■ Task brief ■
In the entries below, find each line where the word "assigned" appears and give only the total count of such lines.

Stored items

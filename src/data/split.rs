//! Seeded train/test partitioning

use super::Dataset;
use crate::error::{EvalError, Result};
use rand::seq::SliceRandom;
use rand::SeedableRng;
use rand_chacha::ChaCha8Rng;

/// Disjoint train/test partition of a dataset
#[derive(Debug, Clone)]
pub struct TrainTestSplit {
    pub train: Dataset,
    pub test: Dataset,
    /// Row indices of the source dataset assigned to train
    pub train_indices: Vec<usize>,
    /// Row indices of the source dataset assigned to test
    pub test_indices: Vec<usize>,
}

/// Partition `dataset` into train and test sets.
///
/// The test set receives `ceil(n * test_fraction)` rows drawn from a seeded
/// permutation; the same seed and dataset always yield the same partition.
pub fn train_test_split(dataset: &Dataset, test_fraction: f64, seed: u64) -> Result<TrainTestSplit> {
    if !(test_fraction > 0.0 && test_fraction < 1.0) {
        return Err(EvalError::InvalidParameter {
            name: "test_fraction".to_string(),
            value: test_fraction.to_string(),
            reason: "must be strictly between 0 and 1".to_string(),
        });
    }

    let n_samples = dataset.n_samples();
    // Tolerance keeps products like 30 * 0.1 from rounding up to 4
    let n_test = (n_samples as f64 * test_fraction - 1e-9).ceil() as usize;
    let n_train = n_samples.saturating_sub(n_test);

    if n_test == 0 || n_train == 0 {
        return Err(EvalError::DataError(format!(
            "cannot split {} rows with test fraction {}: train has {} rows, test has {}",
            n_samples, test_fraction, n_train, n_test
        )));
    }

    let mut indices: Vec<usize> = (0..n_samples).collect();
    let mut rng = ChaCha8Rng::seed_from_u64(seed);
    indices.shuffle(&mut rng);

    let test_indices = indices[..n_test].to_vec();
    let train_indices = indices[n_test..].to_vec();

    Ok(TrainTestSplit {
        train: dataset.select(&train_indices)?,
        test: dataset.select(&test_indices)?,
        train_indices,
        test_indices,
    })
}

■ Result of this exercise ■
2